Monday, February 21, 2005

Vernon Easterhare Declares:

Jeff Street At Liberty Baptist Church fits me. As a mental health consumer, it takes a special kind of church to fit my needs, one that could accommodate a guy that has had just a tad too much “direct inspiration of the Holy Spirit” for his own viability or the comfort level of church folks... who always like to accuse directly or indirectly the mentally ill of being demon-possessed. That, in fact, is one of my hot-buttons, and if I get the opportunity in these-here declarations to tell people how much energy I put both into responsible living and Christian discipleship, then maybe this sleeping elephant of demon-possession latent in Christian churches could dissipate.

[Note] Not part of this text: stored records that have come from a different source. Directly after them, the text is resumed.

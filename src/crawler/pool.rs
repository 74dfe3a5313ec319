//! Page worker pool
//!
//! One task per catalog page, at most `workers` running at once. Each task
//! runs fetch → extract → resolve categories → transform → write on its own
//! and turns any failure into its `PageReport`; nothing a task does can
//! cancel or fail a sibling.

use crate::catalog::transform;
use crate::crawler::category::resolve_category;
use crate::crawler::fetcher::fetch_page;
use crate::crawler::parser::extract_listings;
use crate::output::PageReport;
use crate::state::{PageTaskState, StateTracker};
use crate::storage::{write_records, StoreConnector, WriteOutcome};
use crate::CatalogError;
use reqwest::Client;
use std::sync::Arc;
use tokio::sync::Semaphore;
use url::Url;

/// Bounded pool of page tasks
pub struct PageWorkerPool {
    client: Client,
    connector: StoreConnector,
    workers: usize,
}

impl PageWorkerPool {
    /// Creates a pool running at most `workers` pages at once (minimum 1)
    pub fn new(client: Client, connector: StoreConnector, workers: usize) -> Self {
        Self {
            client,
            connector,
            workers: workers.max(1),
        }
    }

    pub fn workers(&self) -> usize {
        self.workers
    }

    /// Processes every page and waits for all of them to finish
    ///
    /// Returns one report per input URL, in input order.
    pub async fn run_all(&self, page_urls: Vec<String>) -> Vec<PageReport> {
        let semaphore = Arc::new(Semaphore::new(self.workers));
        let mut handles = Vec::with_capacity(page_urls.len());

        for url in page_urls {
            let semaphore = Arc::clone(&semaphore);
            let client = self.client.clone();
            let connector = self.connector.clone();
            let task_url = url.clone();

            let handle = tokio::spawn(async move {
                let _permit = match semaphore.acquire_owned().await {
                    Ok(permit) => permit,
                    Err(e) => return PageReport::crashed(task_url, e.to_string()),
                };
                process_page(&client, &connector, &task_url).await
            });
            handles.push((url, handle));
        }

        let mut reports = Vec::with_capacity(handles.len());
        for (url, handle) in handles {
            match handle.await {
                Ok(report) => reports.push(report),
                Err(e) => {
                    tracing::error!("Worker for {} crashed: {}", url, e);
                    reports.push(PageReport::crashed(url, e.to_string()));
                }
            }
        }

        reports
    }
}

/// Runs the full pipeline for one catalog page
///
/// Never returns an error: failures are logged with the page URL and
/// recorded in the report's state.
pub async fn process_page(client: &Client, connector: &StoreConnector, url: &str) -> PageReport {
    let mut tracker = StateTracker::new();
    let mut report = PageReport::new(url);

    if let Err(e) = run_stages(client, connector, url, &mut tracker, &mut report).await {
        tracker.fail();
        let stage = tracker.failed_in().unwrap_or(PageTaskState::Pending);
        tracing::error!("Error processing {} while {}: {}", url, stage, e);
        report.error = Some(e.to_string());
    }

    report.state = tracker.current();
    report.failed_in = tracker.failed_in();
    report
}

async fn run_stages(
    client: &Client,
    connector: &StoreConnector,
    url: &str,
    tracker: &mut StateTracker,
    report: &mut PageReport,
) -> Result<(), CatalogError> {
    tracker.advance(PageTaskState::Fetching)?;
    let page_url = Url::parse(url)?;
    let body = fetch_page(client, url).await?;

    tracker.advance(PageTaskState::Extracting)?;
    let extracted = extract_listings(&body, &page_url);
    report.items_extracted = extracted.listings.len();
    report.items_skipped = extracted.skipped;
    tracing::info!("{} items extracted from {}", extracted.listings.len(), url);

    tracker.advance(PageTaskState::ResolvingCategories)?;
    let mut items = Vec::with_capacity(extracted.listings.len());
    for listing in extracted.listings {
        let resolution = resolve_category(client, &listing.detail_url).await;
        if !resolution.is_resolved() {
            report.categories_unknown += 1;
        }
        items.push(listing.with_category(resolution.into_label()));
    }

    tracker.advance(PageTaskState::Transforming)?;
    let records = transform(&items)?;

    tracker.advance(PageTaskState::Writing)?;
    match write_records(connector, records).await {
        WriteOutcome::Committed { inserted, .. } => report.rows_inserted = inserted,
        WriteOutcome::RolledBack { error, .. } => return Err(error.into()),
    }

    tracker.advance(PageTaskState::Done)?;
    Ok(())
}
//! Catalog-Harvest: a catalog crawler and loader
//!
//! This crate walks a paginated product catalog, extracts one record per listed
//! item (enriched with the category found on the item's detail page), normalizes
//! the fields and loads them into a relational store with insert-or-ignore
//! semantics keyed on (title, price).

pub mod catalog;
pub mod config;
pub mod crawler;
pub mod output;
pub mod state;
pub mod storage;

use thiserror::Error;

/// Main error type for Catalog-Harvest operations
#[derive(Debug, Error)]
pub enum CatalogError {
    #[error("Configuration error: {0}")]
    Config(#[from] ConfigError),

    #[error("HTTP error for {url}: {source}")]
    Http { url: String, source: reqwest::Error },

    #[error("HTTP status {status} for {url}")]
    HttpStatus { url: String, status: u16 },

    #[error("Invalid price text: {text:?}")]
    InvalidPrice { text: String },

    #[error("Storage error: {0}")]
    Storage(#[from] storage::StorageError),

    #[error("URL parse error: {0}")]
    UrlParse(#[from] ::url::ParseError),

    #[error("HTTP client error: {0}")]
    Reqwest(#[from] reqwest::Error),

    #[error("Invalid state transition: {from:?} -> {to:?}")]
    InvalidTransition {
        from: state::PageTaskState,
        to: state::PageTaskState,
    },
}

/// Configuration-specific errors
#[derive(Debug, Error)]
pub enum ConfigError {
    #[error("Missing environment variable: {0}")]
    Missing(String),

    #[error("Invalid value for {var}: {message}")]
    Invalid { var: String, message: String },

    #[error("Validation error: {0}")]
    Validation(String),

    #[error("Invalid URL in config: {0}")]
    InvalidUrl(String),
}

/// Result type alias for Catalog-Harvest operations
pub type Result<T> = std::result::Result<T, CatalogError>;

/// Result type alias for configuration operations
pub type ConfigResult<T> = std::result::Result<T, ConfigError>;

// Re-export commonly used types
pub use catalog::{NormalizedRecord, Rating, RawItem};
pub use config::Config;
pub use state::PageTaskState;
pub use storage::StoreConnector;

I wanna clarify something right up front, real quick: only the more-Pentecostalist denominations are up-front in talking about demon-possession. But the onus of such attitudes sticks in mainline church folks' minds, and not just as a carry-over to watching the 700 Club on tv. It seems part in parcel with attitudes about mental illness that go back into the fog of time, back into colonial American history and even into medieval European history with its Inquisition of witchcraft.

But maybe my assessment is incorrect. All I can say is that I sure get a lot of discounts when I go to a regular church and try to talk about my “walk with the Holy Spirit,” which is a lot scarier than most disciples ever have. But I have learned some profound spiritual lessons, which I hope to share with the world via Jeff Street's blog. Thanks to D.T. and all!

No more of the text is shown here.